* **Your assignment**
Set down exactly the lines in the records below that run from the line with "each upstream request" to the line with "directory readiness check", inclusive, and nothing more.

Material for this task Block Start

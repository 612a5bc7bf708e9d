use clap::{Args, Parser, ValueEnum};
use ipnetwork::IpNetwork;

#[derive(Clone, Debug, Default, Parser)]
#[command(version, about, long_about = None)]
pub struct Config {
    #[command(flatten)]
    pub server: ServerConfig,

    #[command(flatten)]
    pub smtp: SmtpConfig,

    #[command(flatten)]
    pub fallback_smtp: FallbackSmtpConfig,

    #[command(flatten)]
    pub mail: MailConfig,

    #[command(flatten)]
    pub request_log: RequestLogConfig,

    #[command(flatten)]
    pub rate_limit: RateLimitConfig,

    #[command(flatten)]
    pub airports: AirportLookupConfig,

    #[command(flatten)]
    pub health: HealthConfig,

    #[command(flatten)]
    pub telemetry: TelemetryConfig,
}

#[derive(Clone, Debug, Args)]
pub struct ServerConfig {
    /// Host to listen on
    #[arg(long, env = "FORMRELAY_HOST", default_value = "0.0.0.0")]
    pub host: String,

    /// Port for the public form API
    #[arg(long, env = "FORMRELAY_PORT", default_value_t = 3000)]
    pub port: u16,

    /// Port for the management server (health probes)
    #[arg(long, env = "FORMRELAY_MGMT_PORT", default_value_t = 9090)]
    pub mgmt_port: u16,

    /// How long to wait for in-flight work after a shutdown signal
    #[arg(long, env = "FORMRELAY_SHUTDOWN_TIMEOUT_SECS", default_value_t = 10)]
    pub shutdown_timeout_secs: u64,

    /// Comma-separated list of CIDRs to trust for X-Forwarded-For IP extraction
    #[arg(
        long,
        env = "FORMRELAY_TRUSTED_PROXIES",
        default_value = "10.0.0.0/8,172.16.0.0/12,192.168.0.0/16,127.0.0.1/32",
        value_delimiter = ','
    )]
    pub trusted_proxies: Vec<IpNetwork>,

    /// Comma-separated list of origins allowed by CORS. Empty allows any origin.
    #[arg(long, env = "FORMRELAY_ALLOWED_ORIGINS", value_delimiter = ',')]
    pub allowed_origins: Vec<String>,
}

impl Default for ServerConfig {
    fn default() -> Self {
        Self {
            host: "0.0.0.0".to_string(),
            port: 3000,
            mgmt_port: 9090,
            shutdown_timeout_secs: 10,
            trusted_proxies: ["10.0.0.0/8", "172.16.0.0/12", "192.168.0.0/16", "127.0.0.1/32"]
                .iter()
                .filter_map(|cidr| cidr.parse().ok())
                .collect(),
            allowed_origins: Vec::new(),
        }
    }
}

#[derive(Clone, Copy, Debug, Default, PartialEq, Eq, ValueEnum)]
pub enum TlsMode {
    /// Plain-text SMTP
    None,
    /// Upgrade the connection with STARTTLS
    #[default]
    Starttls,
    /// Implicit TLS from the first byte (SMTPS)
    Tls,
}

/// Primary mail transport.
#[derive(Clone, Debug, Args)]
pub struct SmtpConfig {
    /// SMTP server host
    #[arg(id = "smtp_host", long = "smtp-host", env = "FORMRELAY_SMTP_HOST", default_value = "localhost")]
    pub host: String,

    /// SMTP server port
    #[arg(id = "smtp_port", long = "smtp-port", env = "FORMRELAY_SMTP_PORT", default_value_t = 587)]
    pub port: u16,

    /// SMTP username
    #[arg(id = "smtp_username", long = "smtp-username", env = "FORMRELAY_SMTP_USERNAME")]
    pub username: Option<String>,

    /// SMTP password
    #[arg(id = "smtp_password", long = "smtp-password", env = "FORMRELAY_SMTP_PASSWORD", hide_env_values = true)]
    pub password: Option<String>,

    /// Envelope and header sender address
    #[arg(id = "smtp_from_address", long = "smtp-from-address", env = "FORMRELAY_SMTP_FROM_ADDRESS", default_value = "no-reply@localhost")]
    pub from_address: String,

    /// Connection security
    #[arg(id = "smtp_tls", long = "smtp-tls", env = "FORMRELAY_SMTP_TLS", value_enum, default_value_t = TlsMode::Starttls)]
    pub tls: TlsMode,

    /// Accept self-signed or otherwise invalid server certificates
    #[arg(id = "smtp_accept_invalid_certs", long = "smtp-accept-invalid-certs", env = "FORMRELAY_SMTP_ACCEPT_INVALID_CERTS", default_value_t = false)]
    pub accept_invalid_certs: bool,
}

impl Default for SmtpConfig {
    fn default() -> Self {
        Self {
            host: "localhost".to_string(),
            port: 587,
            username: None,
            password: None,
            from_address: "no-reply@localhost".to_string(),
            tls: TlsMode::Starttls,
            accept_invalid_certs: false,
        }
    }
}

/// Secondary mail transport. Disabled unless a host is given.
#[derive(Clone, Debug, Args)]
pub struct FallbackSmtpConfig {
    /// Fallback SMTP server host
    #[arg(id = "fallback_smtp_host", long = "fallback-smtp-host", env = "FORMRELAY_FALLBACK_SMTP_HOST")]
    pub host: Option<String>,

    /// Fallback SMTP server port
    #[arg(id = "fallback_smtp_port", long = "fallback-smtp-port", env = "FORMRELAY_FALLBACK_SMTP_PORT", default_value_t = 465)]
    pub port: u16,

    /// Fallback SMTP username (defaults to the primary username)
    #[arg(id = "fallback_smtp_username", long = "fallback-smtp-username", env = "FORMRELAY_FALLBACK_SMTP_USERNAME")]
    pub username: Option<String>,

    /// Fallback SMTP password (defaults to the primary password)
    #[arg(id = "fallback_smtp_password", long = "fallback-smtp-password", env = "FORMRELAY_FALLBACK_SMTP_PASSWORD", hide_env_values = true)]
    pub password: Option<String>,

    /// Fallback sender address (defaults to the primary sender)
    #[arg(id = "fallback_smtp_from_address", long = "fallback-smtp-from-address", env = "FORMRELAY_FALLBACK_SMTP_FROM_ADDRESS")]
    pub from_address: Option<String>,

    /// Fallback connection security
    #[arg(id = "fallback_smtp_tls", long = "fallback-smtp-tls", env = "FORMRELAY_FALLBACK_SMTP_TLS", value_enum, default_value_t = TlsMode::Tls)]
    pub tls: TlsMode,

    /// Accept invalid certificates on the fallback transport
    #[arg(
        id = "fallback_smtp_accept_invalid_certs",
        long = "fallback-smtp-accept-invalid-certs",
        env = "FORMRELAY_FALLBACK_SMTP_ACCEPT_INVALID_CERTS",
        default_value_t = true
    )]
    pub accept_invalid_certs: bool,
}

impl Default for FallbackSmtpConfig {
    fn default() -> Self {
        Self {
            host: None,
            port: 465,
            username: None,
            password: None,
            from_address: None,
            tls: TlsMode::Tls,
            accept_invalid_certs: true,
        }
    }
}

#[derive(Clone, Debug, Args)]
pub struct MailConfig {
    /// Operational mailbox that receives a copy of every submission
    #[arg(long, env = "FORMRELAY_OPERATIONS_ADDRESS", default_value = "no-reply@localhost")]
    pub operations_address: String,

    /// Display name used in the From header
    #[arg(long, env = "FORMRELAY_FROM_NAME", default_value = "Kaur Travels")]
    pub from_name: String,

    /// Upper bound for a single delivery attempt
    #[arg(long, env = "FORMRELAY_DELIVERY_TIMEOUT_SECS", default_value_t = 15)]
    pub delivery_timeout_secs: u64,
}

impl Default for MailConfig {
    fn default() -> Self {
        Self {
            operations_address: "no-reply@localhost".to_string(),
            from_name: "Kaur Travels".to_string(),
            delivery_timeout_secs: 15,
        }
    }
}

#[derive(Clone, Debug, Args)]
pub struct RequestLogConfig {
    /// Directory holding the per-endpoint request logs
    #[arg(long = "log-dir", env = "FORMRELAY_LOG_DIR", default_value = "logs")]
    pub dir: String,
}

impl Default for RequestLogConfig {
    fn default() -> Self {
        Self { dir: "logs".to_string() }
    }
}

#[derive(Clone, Debug, Args)]
pub struct RateLimitConfig {
    /// Requests per second allowed per client IP
    #[arg(long = "rate-limit-per-second", env = "FORMRELAY_RATE_LIMIT_PER_SECOND", default_value_t = 2)]
    pub per_second: u32,

    /// Burst allowance per client IP
    #[arg(long = "rate-limit-burst", env = "FORMRELAY_RATE_LIMIT_BURST", default_value_t = 10)]
    pub burst: u32,
}

impl Default for RateLimitConfig {
    fn default() -> Self {
        Self { per_second: 2, burst: 10 }
    }
}

#[derive(Clone, Debug, Args)]
pub struct AirportLookupConfig {
    /// Base URL of the airport lookup API
    #[arg(long = "airports-base-url", env = "FORMRELAY_AIRPORTS_BASE_URL", default_value = "https://test.api.amadeus.com")]
    pub base_url: String,

    /// OAuth2 client id. The lookup endpoint returns no results when unset.
    #[arg(long = "airports-client-id", env = "FORMRELAY_AIRPORTS_CLIENT_ID")]
    pub client_id: Option<String>,

    /// OAuth2 client secret
    #[arg(long = "airports-client-secret", env = "FORMRELAY_AIRPORTS_CLIENT_SECRET", hide_env_values = true)]
    pub client_secret: Option<String>,

    /// Maximum number of airports returned per search
    #[arg(long = "airports-limit", env = "FORMRELAY_AIRPORTS_LIMIT", default_value_t = 10)]
    pub limit: u32,

    /// Timeout for each upstream request
    #[arg(long = "airports-timeout-secs", env = "FORMRELAY_AIRPORTS_TIMEOUT_SECS", default_value_t = 10)]
    pub timeout_secs: u64,
}

impl Default for AirportLookupConfig {
    fn default() -> Self {
        Self {
            base_url: "https://test.api.amadeus.com".to_string(),
            client_id: None,
            client_secret: None,
            limit: 10,
            timeout_secs: 10,
        }
    }
}

#[derive(Clone, Debug, Args)]
pub struct HealthConfig {
    /// Timeout for the mail transport readiness check
    #[arg(long, env = "FORMRELAY_HEALTH_TRANSPORT_TIMEOUT_MS", default_value_t = 5000)]
    pub transport_timeout_ms: u64,

    /// Timeout for the log directory readiness check
    #[arg(long, env = "FORMRELAY_HEALTH_LOGS_TIMEOUT_MS", default_value_t = 1000)]
    pub logs_timeout_ms: u64,
}

impl Default for HealthConfig {
    fn default() -> Self {
        Self { transport_timeout_ms: 5000, logs_timeout_ms: 1000 }
    }
}

#[derive(Clone, Copy, Debug, Default, PartialEq, Eq, ValueEnum)]
pub enum LogFormat {
    #[default]
    Text,
    Json,
}

#[derive(Clone, Debug, Default, Args)]
pub struct TelemetryConfig {
    /// OTLP collector endpoint. Traces and metrics are exported only when set.
    #[arg(long, env = "FORMRELAY_OTLP_ENDPOINT")]
    pub otlp_endpoint: Option<String>,

    /// Format of the process log written to stdout
    #[arg(long, env = "FORMRELAY_LOG_FORMAT", value_enum, default_value_t = LogFormat::Text)]
    pub log_format: LogFormat,
}

impl Config {
    #[must_use]
    pub fn load() -> Self {
        Self::parse()
    }
}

Material for this task Block End

* **Exercise output**
    /// Timeout for each upstream request
    #[arg(long = "airports-timeout-secs", env = "FORMRELAY_AIRPORTS_TIMEOUT_SECS", default_value_t = 10)]
    pub timeout_secs: u64,
}

impl Default for AirportLookupConfig {
    fn default() -> Self {
        Self {
            base_url: "https://test.api.amadeus.com".to_string(),
            client_id: None,
            client_secret: None,
            limit: 10,
            timeout_secs: 10,
        }
    }
}

#[derive(Clone, Debug, Args)]
pub struct HealthConfig {
    /// Timeout for the mail transport readiness check
    #[arg(long, env = "FORMRELAY_HEALTH_TRANSPORT_TIMEOUT_MS", default_value_t = 5000)]
    pub transport_timeout_ms: u64,

    /// Timeout for the log directory readiness check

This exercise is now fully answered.